### Description of the task
Go through the records, and copy each line in which the string "None" is present.

Stored data entries:
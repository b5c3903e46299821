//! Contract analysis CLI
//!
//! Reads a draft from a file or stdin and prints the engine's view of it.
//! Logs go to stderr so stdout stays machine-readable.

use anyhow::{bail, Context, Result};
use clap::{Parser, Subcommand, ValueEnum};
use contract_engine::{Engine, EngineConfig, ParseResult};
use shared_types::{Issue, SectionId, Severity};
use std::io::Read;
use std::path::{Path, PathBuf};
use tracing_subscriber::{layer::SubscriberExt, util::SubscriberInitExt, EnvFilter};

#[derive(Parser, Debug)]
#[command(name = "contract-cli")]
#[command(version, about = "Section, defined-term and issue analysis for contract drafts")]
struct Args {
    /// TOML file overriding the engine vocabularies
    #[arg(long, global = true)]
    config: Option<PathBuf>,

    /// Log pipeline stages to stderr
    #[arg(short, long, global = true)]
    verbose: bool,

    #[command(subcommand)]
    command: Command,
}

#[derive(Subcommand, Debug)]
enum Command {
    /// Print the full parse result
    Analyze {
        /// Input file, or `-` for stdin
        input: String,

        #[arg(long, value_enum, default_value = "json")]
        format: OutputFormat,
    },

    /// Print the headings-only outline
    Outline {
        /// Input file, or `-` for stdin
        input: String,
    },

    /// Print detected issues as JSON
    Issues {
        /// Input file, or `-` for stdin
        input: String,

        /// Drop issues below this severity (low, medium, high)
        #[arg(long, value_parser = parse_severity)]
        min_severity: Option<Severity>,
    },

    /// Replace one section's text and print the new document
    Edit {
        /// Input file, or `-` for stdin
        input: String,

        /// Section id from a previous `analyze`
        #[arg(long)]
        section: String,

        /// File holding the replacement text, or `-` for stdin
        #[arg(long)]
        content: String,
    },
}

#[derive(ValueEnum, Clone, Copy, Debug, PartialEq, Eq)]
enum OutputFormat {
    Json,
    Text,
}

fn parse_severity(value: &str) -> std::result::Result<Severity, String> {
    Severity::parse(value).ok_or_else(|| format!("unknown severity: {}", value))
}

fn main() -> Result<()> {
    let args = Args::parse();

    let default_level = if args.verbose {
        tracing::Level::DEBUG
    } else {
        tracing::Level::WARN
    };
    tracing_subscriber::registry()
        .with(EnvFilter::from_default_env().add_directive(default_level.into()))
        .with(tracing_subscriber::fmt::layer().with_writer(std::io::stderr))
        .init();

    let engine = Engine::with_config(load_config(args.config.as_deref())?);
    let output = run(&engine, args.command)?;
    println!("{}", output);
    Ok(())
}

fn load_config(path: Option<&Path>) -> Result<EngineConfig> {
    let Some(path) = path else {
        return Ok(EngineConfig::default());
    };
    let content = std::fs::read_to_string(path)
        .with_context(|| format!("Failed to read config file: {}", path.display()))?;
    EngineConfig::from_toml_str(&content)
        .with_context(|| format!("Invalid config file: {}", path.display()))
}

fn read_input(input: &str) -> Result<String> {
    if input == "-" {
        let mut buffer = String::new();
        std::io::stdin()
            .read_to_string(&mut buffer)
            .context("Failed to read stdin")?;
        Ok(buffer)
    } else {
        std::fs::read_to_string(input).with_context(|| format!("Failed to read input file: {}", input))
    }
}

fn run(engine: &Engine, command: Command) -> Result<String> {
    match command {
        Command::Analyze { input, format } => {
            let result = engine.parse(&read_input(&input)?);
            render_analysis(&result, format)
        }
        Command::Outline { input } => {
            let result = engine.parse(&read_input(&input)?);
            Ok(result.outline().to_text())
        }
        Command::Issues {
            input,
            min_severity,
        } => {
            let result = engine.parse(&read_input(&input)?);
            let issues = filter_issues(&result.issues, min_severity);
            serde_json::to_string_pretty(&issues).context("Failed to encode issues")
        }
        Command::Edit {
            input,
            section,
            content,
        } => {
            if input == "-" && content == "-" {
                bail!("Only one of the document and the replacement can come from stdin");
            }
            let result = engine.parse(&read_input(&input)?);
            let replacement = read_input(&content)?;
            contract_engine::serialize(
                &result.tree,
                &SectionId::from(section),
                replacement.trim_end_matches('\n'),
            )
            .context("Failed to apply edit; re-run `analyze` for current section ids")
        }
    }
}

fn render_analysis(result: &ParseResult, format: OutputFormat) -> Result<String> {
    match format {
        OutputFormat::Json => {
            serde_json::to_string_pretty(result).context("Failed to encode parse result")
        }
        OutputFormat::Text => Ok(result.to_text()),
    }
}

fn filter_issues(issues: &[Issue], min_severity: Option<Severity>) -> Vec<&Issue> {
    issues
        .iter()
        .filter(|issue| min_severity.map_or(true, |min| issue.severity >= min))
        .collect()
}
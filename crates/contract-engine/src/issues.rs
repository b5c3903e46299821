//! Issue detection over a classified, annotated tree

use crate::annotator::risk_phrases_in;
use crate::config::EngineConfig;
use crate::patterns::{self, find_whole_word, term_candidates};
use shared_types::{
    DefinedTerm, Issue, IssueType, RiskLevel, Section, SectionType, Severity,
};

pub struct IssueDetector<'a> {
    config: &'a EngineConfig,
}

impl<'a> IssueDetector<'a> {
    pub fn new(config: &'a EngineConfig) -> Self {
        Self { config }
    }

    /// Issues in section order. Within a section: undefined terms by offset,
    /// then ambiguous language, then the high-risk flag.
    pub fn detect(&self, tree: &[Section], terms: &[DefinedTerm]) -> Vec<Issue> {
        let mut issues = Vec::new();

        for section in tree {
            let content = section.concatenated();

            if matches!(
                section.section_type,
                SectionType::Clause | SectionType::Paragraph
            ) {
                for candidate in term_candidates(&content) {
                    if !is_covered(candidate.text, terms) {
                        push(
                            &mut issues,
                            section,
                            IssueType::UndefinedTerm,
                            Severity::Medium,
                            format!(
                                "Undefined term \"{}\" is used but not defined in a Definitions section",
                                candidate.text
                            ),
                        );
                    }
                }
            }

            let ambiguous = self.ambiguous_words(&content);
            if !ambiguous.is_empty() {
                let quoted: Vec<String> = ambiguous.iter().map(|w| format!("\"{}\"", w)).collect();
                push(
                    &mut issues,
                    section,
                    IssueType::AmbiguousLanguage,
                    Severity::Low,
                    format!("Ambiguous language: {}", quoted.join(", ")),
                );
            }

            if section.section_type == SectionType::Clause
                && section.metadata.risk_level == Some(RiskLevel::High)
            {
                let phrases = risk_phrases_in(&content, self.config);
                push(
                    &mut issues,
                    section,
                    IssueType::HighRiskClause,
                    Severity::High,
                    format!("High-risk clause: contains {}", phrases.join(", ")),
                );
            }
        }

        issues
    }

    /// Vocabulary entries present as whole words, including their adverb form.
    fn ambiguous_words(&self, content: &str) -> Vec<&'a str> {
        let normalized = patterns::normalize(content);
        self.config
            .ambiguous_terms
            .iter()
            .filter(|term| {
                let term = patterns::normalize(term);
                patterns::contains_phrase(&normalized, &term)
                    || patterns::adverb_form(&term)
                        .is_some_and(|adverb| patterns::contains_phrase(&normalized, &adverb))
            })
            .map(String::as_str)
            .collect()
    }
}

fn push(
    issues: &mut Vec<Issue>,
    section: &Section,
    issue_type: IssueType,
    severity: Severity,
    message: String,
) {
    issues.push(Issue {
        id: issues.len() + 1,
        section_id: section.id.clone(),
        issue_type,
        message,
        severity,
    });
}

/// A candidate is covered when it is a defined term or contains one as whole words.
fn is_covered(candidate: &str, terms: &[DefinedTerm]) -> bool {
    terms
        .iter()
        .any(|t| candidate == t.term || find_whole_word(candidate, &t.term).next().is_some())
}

...

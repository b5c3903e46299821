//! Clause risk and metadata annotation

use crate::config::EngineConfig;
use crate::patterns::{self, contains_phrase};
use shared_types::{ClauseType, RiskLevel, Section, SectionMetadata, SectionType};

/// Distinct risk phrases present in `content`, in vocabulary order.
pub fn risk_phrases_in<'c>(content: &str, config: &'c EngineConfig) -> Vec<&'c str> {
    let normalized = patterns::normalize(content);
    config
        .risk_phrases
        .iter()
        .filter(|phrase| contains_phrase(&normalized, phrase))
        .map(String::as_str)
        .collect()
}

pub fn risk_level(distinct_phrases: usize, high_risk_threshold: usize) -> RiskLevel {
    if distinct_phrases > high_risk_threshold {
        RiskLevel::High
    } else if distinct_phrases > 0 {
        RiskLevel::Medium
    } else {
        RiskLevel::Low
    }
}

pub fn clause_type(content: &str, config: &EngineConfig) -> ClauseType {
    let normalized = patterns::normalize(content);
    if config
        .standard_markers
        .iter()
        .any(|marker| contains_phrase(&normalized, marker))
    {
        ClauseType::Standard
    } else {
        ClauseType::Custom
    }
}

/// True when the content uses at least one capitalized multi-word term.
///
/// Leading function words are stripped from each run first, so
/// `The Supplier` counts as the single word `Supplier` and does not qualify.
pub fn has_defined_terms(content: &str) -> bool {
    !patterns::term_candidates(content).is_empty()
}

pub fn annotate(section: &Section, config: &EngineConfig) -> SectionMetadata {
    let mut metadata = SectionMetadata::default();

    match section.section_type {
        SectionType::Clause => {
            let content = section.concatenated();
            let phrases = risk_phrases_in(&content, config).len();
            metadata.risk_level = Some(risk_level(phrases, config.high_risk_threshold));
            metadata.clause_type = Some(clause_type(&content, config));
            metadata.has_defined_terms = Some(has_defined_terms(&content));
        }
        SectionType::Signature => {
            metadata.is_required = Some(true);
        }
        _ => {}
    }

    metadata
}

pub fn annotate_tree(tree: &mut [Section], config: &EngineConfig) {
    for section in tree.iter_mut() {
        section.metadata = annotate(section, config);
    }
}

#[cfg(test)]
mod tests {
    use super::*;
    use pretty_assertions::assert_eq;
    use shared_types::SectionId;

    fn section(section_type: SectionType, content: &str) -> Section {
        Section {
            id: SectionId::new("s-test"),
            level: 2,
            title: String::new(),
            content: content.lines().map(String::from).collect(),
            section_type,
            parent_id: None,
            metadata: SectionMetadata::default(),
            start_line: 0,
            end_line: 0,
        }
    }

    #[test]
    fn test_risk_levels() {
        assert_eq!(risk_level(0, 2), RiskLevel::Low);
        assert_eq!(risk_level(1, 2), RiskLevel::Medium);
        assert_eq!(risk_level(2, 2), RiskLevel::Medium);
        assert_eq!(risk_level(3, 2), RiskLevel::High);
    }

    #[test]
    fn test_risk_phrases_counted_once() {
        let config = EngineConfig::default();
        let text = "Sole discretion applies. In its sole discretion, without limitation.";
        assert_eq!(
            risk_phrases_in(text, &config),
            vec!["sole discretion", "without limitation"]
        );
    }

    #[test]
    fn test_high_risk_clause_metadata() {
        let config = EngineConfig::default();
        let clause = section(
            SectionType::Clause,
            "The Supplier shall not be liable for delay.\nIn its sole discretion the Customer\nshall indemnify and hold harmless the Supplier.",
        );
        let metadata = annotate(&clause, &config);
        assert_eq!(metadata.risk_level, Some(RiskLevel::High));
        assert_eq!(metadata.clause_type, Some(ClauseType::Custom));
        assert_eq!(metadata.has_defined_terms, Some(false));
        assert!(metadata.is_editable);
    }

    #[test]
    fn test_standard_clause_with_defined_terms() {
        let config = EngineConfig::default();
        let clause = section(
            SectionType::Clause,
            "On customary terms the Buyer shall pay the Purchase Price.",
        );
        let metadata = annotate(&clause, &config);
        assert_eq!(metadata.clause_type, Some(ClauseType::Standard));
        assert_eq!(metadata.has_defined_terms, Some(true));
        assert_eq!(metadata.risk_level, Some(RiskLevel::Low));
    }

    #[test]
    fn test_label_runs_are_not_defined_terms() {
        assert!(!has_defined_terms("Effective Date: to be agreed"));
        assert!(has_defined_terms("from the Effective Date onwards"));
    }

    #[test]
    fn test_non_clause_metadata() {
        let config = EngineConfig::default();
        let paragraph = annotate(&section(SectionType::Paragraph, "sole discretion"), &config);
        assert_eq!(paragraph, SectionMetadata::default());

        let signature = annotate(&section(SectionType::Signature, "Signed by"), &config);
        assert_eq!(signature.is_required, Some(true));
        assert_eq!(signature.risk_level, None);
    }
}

### Solution
            parent_id: None,
        assert_eq!(signature.risk_level, None);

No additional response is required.